One woman was walking to a river to find Pokémon, and stumbled upon a body in the water. In another city, a group of armed robbers lured players to a Pokestop, where players can gain valuable items like Pokeballs and eggs from which to hatch Pokémon. The robbers targeted Pokémon Go players specifically, knowing the stop was in a secluded area. The game had to install warnings before players could begin the game, telling players not to drive while playing, not to go to dangerous areas while playing, and not to trespass while playing the game, because players began to trespass into marked mine fields to catch more Pokémon.
While Pokémon Go has been declining in popularity, other companies are clamoring to take its place in the augmented gaming world. A petition called “Accio Harry Potter Go: We Want A Harry Potter Version of Pokemon GO!” had 65,000 signatures as of March seventeenth of this year. Zombies, Run! is an app that offers missions to joggers or runners. The app uses GPS to follow the runner, who picks up supplies, and occasionally must run from zombie attacks.

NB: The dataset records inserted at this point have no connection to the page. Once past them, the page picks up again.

use super::*;

/// An immutable result table, as produced by one sink write.
#[derive(Debug, Clone, Default, PartialEq)]
pub struct ResultTable {
    batch_id: Option<BatchId>,
    rows: BTreeMap<AggregationKey, Accumulator>,
}

impl ResultTable {
    pub fn new() -> Self {
        Self::default()
    }

    /// The last batch applied to this table.
    pub fn batch_id(&self) -> Option<BatchId> {
        self.batch_id
    }

    pub fn len(&self) -> usize {
        self.rows.len()
    }

    pub fn is_empty(&self) -> bool {
        self.rows.is_empty()
    }

    pub fn get(&self, key: &AggregationKey) -> Option<&Accumulator> {
        self.rows.get(key)
    }

    /// Rows in key order.
    pub fn rows(&self) -> Vec<EmittedRow> {
        self.rows
            .iter()
            .map(|(k, v)| EmittedRow::new(k.clone(), v.clone()))
            .collect()
    }

    pub fn iter(&self) -> impl Iterator<Item = (&AggregationKey, &Accumulator)> {
        self.rows.iter()
    }

    /// The table after applying one batch of `rows` in `mode`.
    pub fn apply(&self, batch_id: BatchId, rows: &[EmittedRow], mode: OutputMode) -> Self {
        let mut next = match mode {
            OutputMode::Complete => BTreeMap::new(),
            OutputMode::Update | OutputMode::Append => self.rows.clone(),
        };
        for row in rows {
            next.insert(row.key.clone(), row.value.clone());
        }
        Self {
            batch_id: Some(batch_id),
            rows: next,
        }
    }

    /// Render as a fixed-width text table.
    pub fn render(&self) -> String {
        render_rows(self.rows.iter())
    }
}

/// Render `(key, value)` pairs as a text table with a header row.
pub fn render_rows<'a>(
    rows: impl Iterator<Item = (&'a AggregationKey, &'a Accumulator)>,
) -> String {
    let header = [
        "key".to_string(),
        "window_start".to_string(),
        "window_end".to_string(),
        "value".to_string(),
    ];
    let mut lines: Vec<[String; 4]> = vec![header];
    for (key, value) in rows {
        lines.push([
            key.key.clone(),
            format_event_time(key.window.start),
            format_event_time(key.window.end),
            value.to_string(),
        ]);
    }

    let mut widths = [0usize; 4];
    for line in &lines {
        for (width, cell) in widths.iter_mut().zip(line.iter()) {
            *width = (*width).max(cell.chars().count());
        }
    }
    let border: String = widths
        .iter()
        .map(|w| "-".repeat(w + 2))
        .collect::<Vec<_>>()
        .join("+");
    let border = format!("+{border}+");

    let mut out = String::new();
    out.push_str(&border);
    out.push('\n');
    for (i, line) in lines.iter().enumerate() {
        let cells: Vec<String> = line
            .iter()
            .zip(widths.iter())
            .map(|(cell, &w)| format!(" {cell:<w$} "))
            .collect();
        out.push('|');
        out.push_str(&cells.join("|"));
        out.push_str("|\n");
        if i == 0 {
            out.push_str(&border);
            out.push('\n');
        }
    }
    out.push_str(&border);
    out.push('\n');
    out
}
//! Error taxonomy for streaming queries.
//!
//! Errors are classified by how far they propagate:
//!
//! - [`DecodeError`] is per record. It is counted and skipped, unless the
//!   schema policy asks for the whole batch to fail.
//! - [`QueryError::Source`], [`QueryError::Sink`] and [`QueryError::Checkpoint`]
//!   are per cycle. The cursor is not advanced and the cycle is retried; the
//!   query fails only once the retry budget is exhausted.
//! - [`QueryError::Configuration`] is fatal at start; the query never runs.

use crate::types::UnitId;

/// A single malformed record inside an input unit.
#[derive(Debug, Clone, PartialEq, Eq, thiserror::Error)]
#[error("line {line}: {reason}")]
pub struct DecodeError {
    /// 1-based line number within the unit.
    pub line: usize,
    pub reason: String,
}

impl DecodeError {
    pub fn new(line: usize, reason: impl Into<String>) -> Self {
        Self {
            line,
            reason: reason.into(),
        }
    }
}

/// Errors surfaced by query start, cycles, and the lifecycle API.
#[derive(Debug, Clone, thiserror::Error)]
pub enum QueryError {
    /// Invalid schema, window, aggregate, or mode combination.
    #[error("configuration error: {0}")]
    Configuration(String),

    /// A malformed record under the fail-batch policy.
    #[error("decode error in unit {unit}: {error}")]
    Decode { unit: UnitId, error: DecodeError },

    /// Discovery or read failure from the source.
    #[error("source error: {0}")]
    Source(String),

    /// The sink rejected the cycle's rows.
    #[error("sink error: {0}")]
    Sink(String),

    /// Persisting or restoring a checkpoint failed.
    #[error("checkpoint error: {0}")]
    Checkpoint(String),

    /// Operation on a query that is no longer running.
    #[error("query {0} is not active")]
    NotActive(String),

    /// A named query or table was not found.
    #[error("not found: {0}")]
    NotFound(String),
}

impl QueryError {
    pub fn config(msg: impl Into<String>) -> Self {
        Self::Configuration(msg.into())
    }

    pub fn from_source(err: impl std::fmt::Display) -> Self {
        Self::Source(err.to_string())
    }

    pub fn from_sink(err: impl std::fmt::Display) -> Self {
        Self::Sink(err.to_string())
    }

    pub fn from_checkpoint(err: impl std::fmt::Display) -> Self {
        Self::Checkpoint(format!("{err:#}"))
    }

    /// Whether the error belongs to a single cycle and may be retried.
    pub fn is_retryable(&self) -> bool {
        matches!(
            self,
            Self::Decode { .. } | Self::Source(_) | Self::Sink(_) | Self::Checkpoint(_)
        )
    }
}

pub type QueryResult<T> = std::result::Result<T, QueryError>;
//! # StreamTally API
//!
//! Fluent session API for starting windowed streaming aggregations.
//!
//! ## Quick Start
//!
//! ```rust,no_run
//! use std::time::Duration;
//! use streamtally_api::StreamingSession;
//! use streamtally_core::schema::{DataType, Field, Schema};
//! use streamtally_core::sink::OutputMode;
//!
//! # fn main() -> streamtally_core::QueryResult<()> {
//! let session = StreamingSession::new("actions");
//! let schema = Schema::new(vec![
//!     Field::new("time", DataType::Timestamp, false),
//!     Field::new("action", DataType::String, false),
//! ])?;
//!
//! let query = session
//!     .read_stream()
//!     .schema(schema)
//!     .max_units_per_trigger(1)
//!     .json_dir("/data/events")?
//!     .window("time", Duration::from_secs(3600))
//!     .group_by("action")
//!     .count()
//!     .write_stream()
//!     .query_name("counts")
//!     .output_mode(OutputMode::Complete)
//!     .memory()
//!     .start()?;
//!
//! query.process_all_available()?;
//! println!("{}", session.table("counts")?.render());
//! # Ok(())
//! # }
//! ```
//!
//! - [`session`]: [`StreamingSession`], the owner of every query it starts.
//! - [`stream`]: [`StreamReader`](stream::StreamReader),
//!   [`StreamFrame`](stream::StreamFrame) and
//!   [`WindowedAggregation`](stream::WindowedAggregation), the fluent chain
//!   from input to aggregate.
//! - [`writer`]: [`StreamWriter`](writer::StreamWriter), sink and trigger
//!   choice, and query start.

pub mod session;
pub mod stream;
pub mod writer;

pub use session::StreamingSession;
pub use streamtally_core;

While the games are a groundbreaking new experience for gamers and non-gamers alike, the rise of augmented or real world gaming experiences also comes the rise of legal questions.

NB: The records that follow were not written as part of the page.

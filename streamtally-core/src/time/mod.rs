use std::time::Duration;

use serde::{Deserialize, Serialize};

use crate::types::{EventTime, Watermark, EVENT_TIME_MIN};

mod watermark;

pub use watermark::*;

#[cfg(test)]
#[path = "tests/time_tests.rs"]
mod tests;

For one thing, the interactions or crimes can happen over a span of many miles, or just over the game, resulting in confusion over which physical jurisdiction the interaction can be prosecuted in.

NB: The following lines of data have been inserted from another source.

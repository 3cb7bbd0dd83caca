use super::*;

/// Bounded out-of-orderness: events may arrive up to `delay` behind the
/// largest event time seen so far.
///
/// The watermark is `max_seen_timestamp - delay`. A window whose end is at
/// or before the watermark is closed; later contributions to it are dropped.
#[derive(Debug, Clone, Copy, PartialEq, Eq)]
pub struct WatermarkPolicy {
    delay_ms: i64,
}

impl WatermarkPolicy {
    pub fn new(delay: Duration) -> Self {
        Self {
            delay_ms: i64::try_from(delay.as_millis()).unwrap_or(i64::MAX),
        }
    }

    pub fn delay_ms(&self) -> i64 {
        self.delay_ms
    }
}

/// Persistent watermark bookkeeping for one query.
#[derive(Debug, Clone, Copy, PartialEq, Eq, Serialize, Deserialize)]
pub struct WatermarkState {
    /// Largest event time committed so far.
    pub max_seen: EventTime,
    /// Current watermark, `EVENT_TIME_MIN` until the first commit.
    pub watermark: EventTime,
}

impl Default for WatermarkState {
    fn default() -> Self {
        Self {
            max_seen: EVENT_TIME_MIN,
            watermark: EVENT_TIME_MIN,
        }
    }
}

/// Tracks the query watermark across micro-batches.
///
/// The tracker never regresses. Batches are observed into a proposal first
/// and only [`advance`](Self::advance)d once the batch has been committed.
#[derive(Debug, Clone, Default)]
pub struct WatermarkTracker {
    policy: Option<WatermarkPolicy>,
    state: WatermarkState,
}

impl WatermarkTracker {
    /// A tracker for `policy`; `None` disables watermarking (no window ever closes).
    pub fn new(policy: Option<WatermarkPolicy>) -> Self {
        Self {
            policy,
            state: WatermarkState::default(),
        }
    }

    pub fn is_enabled(&self) -> bool {
        self.policy.is_some()
    }

    /// Current watermark in milliseconds, `EVENT_TIME_MIN` when none.
    pub fn current_ms(&self) -> EventTime {
        self.state.watermark
    }

    /// Return the current watermark, or `None` if no watermark has been emitted yet.
    pub fn current_watermark(&self) -> Option<Watermark> {
        if self.state.watermark == EVENT_TIME_MIN {
            return None;
        }
        Some(Watermark::new(self.state.watermark))
    }

    pub fn state(&self) -> WatermarkState {
        self.state
    }

    pub fn restore(&mut self, state: WatermarkState) {
        self.state = state;
    }

    /// The state this tracker would hold after a batch whose largest event
    /// time is `batch_max`.
    pub fn propose(&self, batch_max: Option<EventTime>) -> WatermarkState {
        let Some(policy) = self.policy else {
            return self.state;
        };
        let max_seen = match batch_max {
            Some(ts) => ts.max(self.state.max_seen),
            None => self.state.max_seen,
        };
        if max_seen == EVENT_TIME_MIN {
            return self.state;
        }
        let candidate = max_seen.saturating_sub(policy.delay_ms);
        WatermarkState {
            max_seen,
            watermark: candidate.max(self.state.watermark),
        }
    }

    /// Adopt a proposal; returns the new watermark when it moved forward.
    pub fn advance(&mut self, proposal: WatermarkState) -> Option<Watermark> {
        self.state.max_seen = self.state.max_seen.max(proposal.max_seen);
        if proposal.watermark > self.state.watermark {
            self.state.watermark = proposal.watermark;
            Some(Watermark::new(proposal.watermark))
        } else {
            None
        }
    }

    /// Whether a contribution to a window ending at `window_end` is late.
    pub fn is_late(&self, window_end: EventTime) -> bool {
        self.is_enabled() && window_end <= self.state.watermark
    }
}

Another legal issue being explored is the “blurry border” between virtual and real, concrete actions. Women have begun complaining that they are being sexually harassed by other players. However, it is not their bodies that are being commented on, but the digital representations of women avatars that are being assaulted by male avatars, usually used by male players. With the emergence of augmented reality, it is thought that these claims feel more and more similar to actual physical assault.
While augmented reality games provide a sense of nostalgia or entertainment, there are real world implications. The legal issues have been compared to young startups that fail because of legal burdens; and certainly, money is at stake when these app companies are involved. In any case, the new legal hurdles that augmented reality games are facing need to be addressed before more crimes are committed.